L'Assemblea nominò quindi un Commissario per assistere la potenza occupante (Inghilterra) negli atti preparatorî per la creazione di una amministrazione autotona dell'E. e l'ingresso di questa nella Federazione, che avrebbe dovuto iniziare la sua vita non oltre il 15 settembre 1952. Principale compito del Commissario delle N.U. (il boliviano Eduardo Ante Matienzo) fu quello di preparare un testo di Costituzione per l'Eritrea. Presentato all'Assemblea costituente eritrea che era stata eletta nell'aprile 1952 (34 copti e 34 musulmani), il testo fu approvato (10 luglio 1952) con modesti emendamenti.
L'11 settembre 1952 l'imperatore d'Etiopia ratificò la costituzione eritrea (il cui testo facente fede è quello in lingua inglese) insieme con la legge federale e la concomitante dichiarazione dell'entrata in vigore della federazione da parte dello stesso sovrano.
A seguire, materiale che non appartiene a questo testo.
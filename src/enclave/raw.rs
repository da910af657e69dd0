//! Raw-parts entry points.
//!
//! These mirror the shape of the calls that cross the isolation boundary:
//! pointers and lengths coming from untrusted memory and a status code going
//! back. Null pointers and empty lengths are rejected here, before any slice
//! is built; everything else is delegated to [`Enclave`].

use core::slice;

use super::boundary::Enclave;
use super::error::{EnclaveError, ParamError};
use crate::diagnostics::DiagnosticSink;
use crate::engine::SigningEngine;

/// Status code returned across the boundary.
#[repr(u32)]
#[derive(Clone, Copy, Debug, PartialEq, Eq)]
pub enum BoundaryStatus {
    Success = 0,
    InvalidParameter = 1,
    InvalidState = 2,
    ResourceExhausted = 3,
    KeyGenFailed = 4,
    SignFailed = 5,
    EntropyUnavailable = 6,
    InvalidConfig = 7,
}

impl From<&EnclaveError> for BoundaryStatus {
    fn from(err: &EnclaveError) -> Self {
        match err {
            EnclaveError::EntropyUnavailable(_) => BoundaryStatus::EntropyUnavailable,
            EnclaveError::ResourceExhausted(_) => BoundaryStatus::ResourceExhausted,
            EnclaveError::KeyGenFailed(_) => BoundaryStatus::KeyGenFailed,
            EnclaveError::SignFailed(_) => BoundaryStatus::SignFailed,
            EnclaveError::InvalidParameter(_) => BoundaryStatus::InvalidParameter,
            EnclaveError::InvalidState(_) => BoundaryStatus::InvalidState,
            EnclaveError::Config(_) => BoundaryStatus::InvalidConfig,
        }
    }
}

impl<T> From<&Result<T, EnclaveError>> for BoundaryStatus {
    fn from(result: &Result<T, EnclaveError>) -> Self {
        match result {
            Ok(_) => BoundaryStatus::Success,
            Err(err) => err.into(),
        }
    }
}

/// Key generation entry point.
pub fn generate_keypair_raw<E, D>(enclave: &mut Enclave<E, D>) -> BoundaryStatus
where
    E: SigningEngine,
    D: DiagnosticSink,
{
    (&enclave.generate_keypair()).into()
}

/// Signing entry point.
///
/// On success the signature is written to `sig` and its length to
/// `*sig_len`. On failure `*sig_len` is left untouched.
///
/// # Safety
///
/// When non-null, `msg` must be valid for reads of `msg_len` bytes, `sig`
/// must be valid for writes of `sig_cap` bytes, and `sig_len` must be valid
/// for a `usize` write. The message and signature regions must not
/// overlap.
pub unsafe fn sign_raw<E, D>(
    enclave: &mut Enclave<E, D>,
    sig: *mut u8,
    sig_cap: usize,
    sig_len: *mut usize,
    msg: *const u8,
    msg_len: usize,
) -> BoundaryStatus
where
    E: SigningEngine,
    D: DiagnosticSink,
{
    let rejected = if sig.is_null() {
        Some(ParamError::NullPointer("signature"))
    } else if sig_len.is_null() {
        Some(ParamError::NullPointer("signature length"))
    } else if msg.is_null() {
        Some(ParamError::NullPointer("message"))
    } else if msg_len == 0 {
        Some(ParamError::EmptyMessage)
    } else {
        None
    };

    if let Some(err) = rejected {
        return (&enclave.reject_parameter(err)).into();
    }

    // SAFETY: pointers are non-null and the caller guarantees their extent.
    let message = unsafe { slice::from_raw_parts(msg, msg_len) };
    let signature = unsafe { slice::from_raw_parts_mut(sig, sig_cap) };

    match enclave.sign(message, signature) {
        Ok(len) => {
            // SAFETY: non-null and valid for writes per the contract above.
            unsafe { sig_len.write(len) };
            BoundaryStatus::Success
        }
        Err(err) => (&err).into(),
    }
}
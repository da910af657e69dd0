//! The enclave context and its two boundary operations.
//!
//! Every check that depends only on the call's arguments and the trust
//! state runs before the engine is touched, so a rejected call has no side
//! effects. Engine contexts are plain values: they are dropped, and thereby
//! released, on every return path.

use zeroize::Zeroizing;

use super::error::{EnclaveError, ParamError};
use super::keystore::{KeyPair, KeyStore, TrustState};
use crate::config::{EnclaveConfig, NONCE_LEN, RekeyPolicy};
use crate::diagnostics::DiagnosticSink;
use crate::engine::{EngineError, KeyGenContext, SignerContext, SigningEngine};
use crate::entropy::EntropyChain;
use crate::rng::StreamGenerator;

/// Trusted context: configuration, engine, generator and key store.
///
/// One instance is created when the enclave starts and lives as long as the
/// process. All boundary calls take it by `&mut`, which serializes them;
/// use [`SharedEnclave`](super::SharedEnclave) to expose it to several
/// threads.
pub struct Enclave<E: SigningEngine, D: DiagnosticSink> {
    config: EnclaveConfig,
    engine: E,
    sink: D,
    rng: StreamGenerator,
    keys: KeyStore,
}

impl<E: SigningEngine, D: DiagnosticSink> Enclave<E, D> {
    /// Validates `config` and seeds the generator from `entropy`.
    pub fn new(
        config: EnclaveConfig,
        engine: E,
        sink: D,
        entropy: &mut EntropyChain,
    ) -> Result<Self, EnclaveError> {
        check_config(&config, &engine)?;

        let rng = StreamGenerator::from_entropy(entropy)?;
        Ok(Self::assemble(config, engine, sink, rng))
    }

    /// Validates `config` and uses an already seeded generator.
    ///
    /// This is how reproducible enclaves are built for testing.
    pub fn with_generator(
        config: EnclaveConfig,
        engine: E,
        sink: D,
        rng: StreamGenerator,
    ) -> Result<Self, EnclaveError> {
        check_config(&config, &engine)?;

        Ok(Self::assemble(config, engine, sink, rng))
    }

    fn assemble(config: EnclaveConfig, engine: E, sink: D, rng: StreamGenerator) -> Self {
        log::info!(
            "enclave ready: logn {}, {:?} signatures, rekey {:?}",
            config.scheme.logn,
            config.scheme.encoding,
            config.rekey
        );

        Self {
            config,
            engine,
            sink,
            rng,
            keys: KeyStore::new(),
        }
    }

    /// Current trust state.
    pub fn state(&self) -> TrustState {
        self.keys.state()
    }

    /// Encoded public key, once generated.
    pub fn public_key(&self) -> Option<&[u8]> {
        self.keys.public_key()
    }

    /// Active configuration.
    pub fn config(&self) -> &EnclaveConfig {
        &self.config
    }

    /// The signing engine.
    pub fn engine(&self) -> &E {
        &self.engine
    }

    /// The diagnostic sink.
    pub fn sink(&self) -> &D {
        &self.sink
    }

    /// Generates the enclave key pair.
    ///
    /// Under [`RekeyPolicy::Reject`] a second call fails with
    /// [`EnclaveError::InvalidState`]. Under [`RekeyPolicy::Replace`] the
    /// old pair is wiped and replaced, but only after the new pair has been
    /// generated; a failed regeneration leaves the old pair in place.
    pub fn generate_keypair(&mut self) -> Result<(), EnclaveError> {
        if self.keys.state() == TrustState::KeyReady && self.config.rekey == RekeyPolicy::Reject {
            self.trace_text("Failed: key pair already generated.\n");
            return Err(self.reject(EnclaveError::InvalidState(TrustState::KeyReady)));
        }

        let mut keygen = match self.engine.keygen_context(&self.config.scheme) {
            Ok(keygen) => keygen,
            Err(EngineError::OutOfMemory) => {
                self.trace_text("Failed to allocate keygen context.\n");
                return Err(self.reject(EnclaveError::ResourceExhausted("key generation")));
            }
            Err(err) => return Err(self.reject(EnclaveError::KeyGenFailed(err))),
        };

        let mut pair = KeyPair::new();
        let generated = keygen.generate(
            &mut self.rng,
            pair.private.buffer_mut(),
            pair.public.buffer_mut(),
        );
        drop(keygen);

        let lengths = match generated {
            Ok(lengths) => lengths,
            Err(err) => {
                self.trace_text("Failed to generate keys.\n");
                return Err(self.reject(EnclaveError::KeyGenFailed(err)));
            }
        };

        let stored = lengths.private > 0
            && lengths.public > 0
            && pair.private.set_len(lengths.private)
            && pair.public.set_len(lengths.public);
        if !stored || !self.keys.install(pair) {
            self.trace_text("Failed to generate keys.\n");
            return Err(self.reject(EnclaveError::KeyGenFailed(EngineError::Failed(format!(
                "engine reported key lengths {}/{}",
                lengths.private, lengths.public
            )))));
        }

        log::info!(
            "key pair generated: {} byte public key, {} byte private key",
            lengths.public,
            lengths.private
        );
        Ok(())
    }

    /// Signs `message` into `signature` and returns the signature length.
    ///
    /// `signature` must hold at least `max_signature_len` bytes. A fresh
    /// nonce is drawn from the generator for every call.
    pub fn sign(&mut self, message: &[u8], signature: &mut [u8]) -> Result<usize, EnclaveError> {
        let max_len = self.config.max_signature_len;

        if message.is_empty() {
            return Err(self.reject_parameter(ParamError::EmptyMessage));
        }
        if signature.len() < max_len {
            return Err(self.reject_parameter(ParamError::SignatureBufferTooSmall {
                provided: signature.len(),
                required: max_len,
            }));
        }

        let Some(private_key) = self.keys.private_key() else {
            self.trace_text("Failed: invalid state.\n");
            return Err(self.reject(EnclaveError::InvalidState(self.keys.state())));
        };

        if self.config.trace_payloads {
            self.trace_text("Copied plaintext:\n");
            self.trace_bytes(message);
        }

        let mut signer = match self.engine.signer_context(&self.config.scheme) {
            Ok(signer) => signer,
            Err(EngineError::OutOfMemory) => {
                self.trace_text("Failed to allocate signing context.\n");
                return Err(self.reject(EnclaveError::ResourceExhausted("signing")));
            }
            Err(err) => return Err(self.reject(EnclaveError::SignFailed(err))),
        };

        if let Err(err) = signer.set_private_key(private_key) {
            return Err(self.reject(EnclaveError::SignFailed(err)));
        }

        let mut nonce = Zeroizing::new([0u8; NONCE_LEN]);
        self.rng.fill_bytes(&mut nonce[..]);

        signer.start(&nonce);
        signer.update(message);
        let generated = signer.generate(&mut signature[..max_len]);
        drop(signer);

        let len = match generated {
            Ok(len) if len > 0 && len <= max_len => len,
            Ok(len) => {
                return Err(self.reject(EnclaveError::SignFailed(EngineError::Failed(format!(
                    "engine reported signature length {len}"
                )))));
            }
            Err(err) => return Err(self.reject(EnclaveError::SignFailed(err))),
        };

        if self.config.trace_payloads {
            if let Some(public_key) = self.keys.public_key() {
                self.trace_text("Public key:\n");
                self.trace_bytes(public_key);
            }
        }

        log::debug!("signed {} byte message, {} byte signature", message.len(), len);
        Ok(len)
    }

    /// Reports an argument violation detected outside [`Enclave::sign`],
    /// such as a null pointer at the raw entry points.
    pub(crate) fn reject_parameter(&self, err: ParamError) -> EnclaveError {
        self.trace_text("Failed: invalid parameter.\n");
        self.reject(EnclaveError::InvalidParameter(err))
    }

    fn reject(&self, err: EnclaveError) -> EnclaveError {
        log::debug!("boundary call rejected: {}", err);
        err
    }

    fn trace_text(&self, text: &str) {
        if let Err(err) = self.sink.print_text(text) {
            log::warn!("{}", err);
        }
    }

    fn trace_bytes(&self, bytes: &[u8]) {
        if let Err(err) = self.sink.print_bytes(bytes) {
            log::warn!("{}", err);
        }
    }
}

fn check_config<E: SigningEngine>(config: &EnclaveConfig, engine: &E) -> Result<(), EnclaveError> {
    config.validate()?;
    engine.check_params(&config.scheme, config.max_signature_len)?;
    Ok(())
}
Il 15 settembre l'amministrazione britannica, a cui il territorio sottostava dopo l'occupazione militare del 1941 e che dal 10 aprile 1949 era passata alle dipendenze del ministero degli Affari Esteri, consegnò l'E. alle autorità federali etiopiche e del governo Eritreo a seconda delle rispettive competenze. Nell'ottobre 1952 l'imperatore d'Etiopia compì la sua prima visita ufficiale all'Eritrea.
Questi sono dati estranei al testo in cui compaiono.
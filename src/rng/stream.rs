//! ChaCha20-based stream generator
//!
//! The generator expands a [`GeneratorState`] into an unbounded byte
//! stream. Output is produced [`BLOCKS_PER_REFILL`] blocks at a time into an
//! internal buffer; reads consume the buffer from a cursor and trigger a
//! refill as soon as it is exhausted.
//!
//! For a fixed state the stream is a pure function of that state: it does
//! not depend on the host, nor on how reads are batched. Reading 100 bytes
//! at once yields the same bytes as reading 60 and then 40.
//!
//! The block counter advances by one for each block produced and is never
//! rewound, so no two blocks of one generator share an input state.

use core::fmt;

use fn_dsa::{CryptoRng, RngCore, RngError};
use zeroize::Zeroize;

use super::chacha20;
use super::seed::GeneratorState;
use crate::config::{BLOCK_LEN, OUTPUT_BUFFER_LEN};
use crate::entropy::{EntropyChain, EntropyError};

/// Number of entropy bytes drawn from the platform to seed a generator.
pub const SEED_ENTROPY_LEN: usize = 32;

/// Deterministic random byte generator used for key generation and
/// signature nonces.
pub struct StreamGenerator {
    state: GeneratorState,

    /// Buffered output; bytes before `ptr` have been handed out.
    buf: [u8; OUTPUT_BUFFER_LEN],

    /// Next unconsumed byte in `buf`. Always `< OUTPUT_BUFFER_LEN` between
    /// calls.
    ptr: usize,
}

impl StreamGenerator {
    /// Initializes the generator from `state` and fills the first buffer.
    pub fn new(state: GeneratorState) -> Self {
        let mut generator = Self {
            state,
            buf: [0u8; OUTPUT_BUFFER_LEN],
            ptr: 0,
        };
        generator.refill();
        generator
    }

    /// Expands `entropy` (and an optional auxiliary seed) and initializes
    /// a generator from the result.
    pub fn from_seed(entropy: &[u8], aux_seed: Option<&[u8]>) -> Self {
        Self::new(GeneratorState::expand(entropy, aux_seed))
    }

    /// Seeds a generator from the first entropy provider that succeeds.
    pub fn from_entropy(chain: &mut EntropyChain) -> Result<Self, EntropyError> {
        Self::from_entropy_with_seed(chain, None)
    }

    /// Seeds a generator from platform entropy followed by an auxiliary
    /// seed.
    pub fn from_entropy_with_seed(
        chain: &mut EntropyChain,
        aux_seed: Option<&[u8]>,
    ) -> Result<Self, EntropyError> {
        let mut entropy = [0u8; SEED_ENTROPY_LEN];
        chain.fill(&mut entropy)?;

        let generator = Self::from_seed(&entropy, aux_seed);
        entropy.zeroize();

        Ok(generator)
    }

    /// Regenerates the whole output buffer and resets the cursor.
    ///
    /// One block is produced per [`BLOCK_LEN`] bytes of buffer, each with
    /// its own counter value.
    pub fn refill(&mut self) {
        for chunk in self.buf.chunks_exact_mut(BLOCK_LEN) {
            let counter = self.state.next_counter();
            chunk.copy_from_slice(&chacha20::block(self.state.key_iv(), counter));
        }
        self.ptr = 0;

        log::trace!("generator refilled, next block counter {}", self.state.counter());
    }

    /// Fills `dst` with the next bytes of the stream.
    pub fn fill_bytes(&mut self, dst: &mut [u8]) {
        let mut offset = 0;

        while offset < dst.len() {
            let take = (OUTPUT_BUFFER_LEN - self.ptr).min(dst.len() - offset);
            dst[offset..offset + take].copy_from_slice(&self.buf[self.ptr..self.ptr + take]);

            offset += take;
            self.ptr += take;

            if self.ptr == OUTPUT_BUFFER_LEN {
                self.refill();
            }
        }
    }

    /// Counter value the next produced block will use. Wraps like
    /// [`GeneratorState::counter`].
    pub fn counter(&self) -> u64 {
        self.state.counter()
    }

    /// Number of bytes still available before the next refill.
    pub fn buffered(&self) -> usize {
        OUTPUT_BUFFER_LEN - self.ptr
    }
}

impl fmt::Debug for StreamGenerator {
    fn fmt(&self, f: &mut fmt::Formatter<'_>) -> fmt::Result {
        f.debug_struct("StreamGenerator")
            .field("state", &self.state)
            .field("buffered", &self.buffered())
            .finish()
    }
}

impl Drop for StreamGenerator {
    fn drop(&mut self) {
        self.buf.zeroize();
    }
}

impl RngCore for StreamGenerator {
    fn next_u32(&mut self) -> u32 {
        let mut bytes = [0u8; 4];
        StreamGenerator::fill_bytes(self, &mut bytes);
        u32::from_le_bytes(bytes)
    }

    fn next_u64(&mut self) -> u64 {
        let mut bytes = [0u8; 8];
        StreamGenerator::fill_bytes(self, &mut bytes);
        u64::from_le_bytes(bytes)
    }

    fn fill_bytes(&mut self, dest: &mut [u8]) {
        StreamGenerator::fill_bytes(self, dest);
    }

    fn try_fill_bytes(&mut self, dest: &mut [u8]) -> Result<(), RngError> {
        StreamGenerator::fill_bytes(self, dest);
        Ok(())
    }
}

impl CryptoRng for StreamGenerator {}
L'atto istitutivo della federazione è rappresentato, come si è detto, dai primi sette articoli della deliberazione delle N. U.: all'E. è riconosciuta una limitata autonomia nel governo degli affari interni, che si attua attraverso un proprio potere legislativo, esecutivo e giudiziario (con facoltà di istituire un proprio corpo di polizia, di imporre tasse per sostenere le spese di funzionamento della propria amministrazione e di avere un proprio bilancio); al governo federale, rappresentato dal governo etiopico con poteri federali, sono affidati gli affari concernenti la difesa, le relazioni con l'estero, le finanze (onde il tallero etiopico è divenuto la moneta legale anche dell'Eritrea, in sostituzione dello scellino dell'Africa Orientale Inglese), il commercio (estero e interfederale), le comunicazioni (esterne e federali, compresi i porti di mare).
I confini dell'E. sono quelli dell'ex-colonia italiana (stabiliti nelle convenzioni italo-etiopiche del 1900-02 e 1908); le lingue nazionali ufficiali sono il tigrino e l'arabo, mentre l'inglese è la lingua europea di uso ufficiale (ma l'italiano continua a essere tutt'oggi estesamente usato, anche negli scritti ufficiali); la bandiera eritrea richiesta dalla costituzione fu sostituita nel 1958 dall'Assemblea legislativa con quella etiopica. I poteri del sovrano etiopico in quanto sovrano della federazione sono esercitati dal suo rappresentante in Asmara, città capitale; a questo compete ricevere il giuramento del capo del governo e investirlo della carica, aprire e chiudere le sessioni dell'Assemblea legislativa, pronunciando il discorso del trono, promulgare le leggi da quella approvate o rinviarle, quando interferiscano con le questioni di competenza federale.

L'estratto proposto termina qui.